То, что я увидел в самолете, не способствовало оптимистическому ходу мыслей, на который я старался настроиться.
Начать с того, что там отсутствовали сиденья. То есть они были, но совсем не такие, как обычно бывают в самолетах, – это были маленькие алюминиевые сиденьица, прикрепленные на пружинах по обе стороны фюзеляжа, откидывавшиеся, когда свободны, чтобы не мешать. Откидывались они и тогда, когда приподнимаешься на минутку, пытаясь разогнуть спину. Самолет был загроможден штабелями ящиков и металлических коробок, прикрепленных к планкам на избитом металлическом полу железными тросами. Самолет долго стоял на солнце, и жара внутри была адская – даже Кинк поначалу дрогнул.
– Когда поднимемся в воздух, посвежеет, – сказал он. – Положите свои пожитки да пристегнитесь ремнями к сиденьям.
Мы скорчились на сиденьях – изгиб фюзеляжа не позволял распрямиться. Пот градом лил с наших носов и подбородков. Рядом со мной сидел Уилленс, потом – его жена. Я слышал, как он бормотал ей по-английски: ««Винтидж С-47» времен второй мировой войны. Даже сиденья не переделаны. Надеюсь, эти летуны знают, что здесь почем».
Затем один из членов команды, бледный человек в шортах цвета хаки, закрыл дверь. Запустили моторы, и разговаривать нормально стало невозможно. В самолете не было звукоизоляции, не был он и герметизирован. Я не знаю, каков потолок полета у этого типа самолета, но на мой вкус он был явно низок. Иногда мы летели ниже горных вершин, окружавших нас. Слава богу, увидеть можно было очень немногое – трясло в воздухе так, что приходилось сидеть с пристегнутыми ремнями. Попытка заглянуть в иллюминатор грозила риском свернуть шею. Как и обещал Кинк, сильно похолодало.

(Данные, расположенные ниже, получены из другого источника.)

pub mod common;
pub mod health;
pub mod inbound_shipments;
pub mod orders;
pub mod webhooks;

Через час-другой стало поспокойней. Раздали коробки с завтраком – фрукты, сыр и черствый хлеб, а также бутылки с вином и водой. Никто помногу не ел, но винцо разошлось быстро. Лично мне оно было просто необходимо. И не только потому, что лететь было страшновато.
Скорчившись на жестком сиденье, упираясь локтями в колени, я мог видеть только одну секцию груза, расположенную прямо напротив меня. На некоторых коробках виднелись надписи, хотя на самых ближних ко мне они были вверх ногами. Через некоторое время я от нечего делать стал разбирать слова и цифры.
Первое слово, которое я разобрал, было «Узи» с тире и цифрой 4. Это слово могло бы мне многое сказать, но я терялся в догадках. Я решил, что это какое-то сокращение. На ящике рядом были действительно сокращения – после букв стояли точки. Они выглядели так: F.U.N. – MAG – 7.62. Больше всего меня заинтересовал плотно закрытый металлический ящик. Таких, как он, было несколько. На ближайшем ко мне было нацарапано карандашом «MORT». Это мне ничего не говорило, хотя по расположению букв было ясно, что это не все слово. Нагнувшись пониже, как будто завязывая шнурок ботинка, я разглядел остальное. Целое слово было «MORTIER», а потом шли какие-то буквы и цифры, которые я и не пытался расшифровать. «MORTIER» и цифры говорили более чем достаточно. Теперь мне оставалось лишь понять, зачем отряду служащих безопасности, следующих куда-то в Экваториальную Африку по коммерческому контракту, нужны восьмидесятидвухмиллиметровые минометы.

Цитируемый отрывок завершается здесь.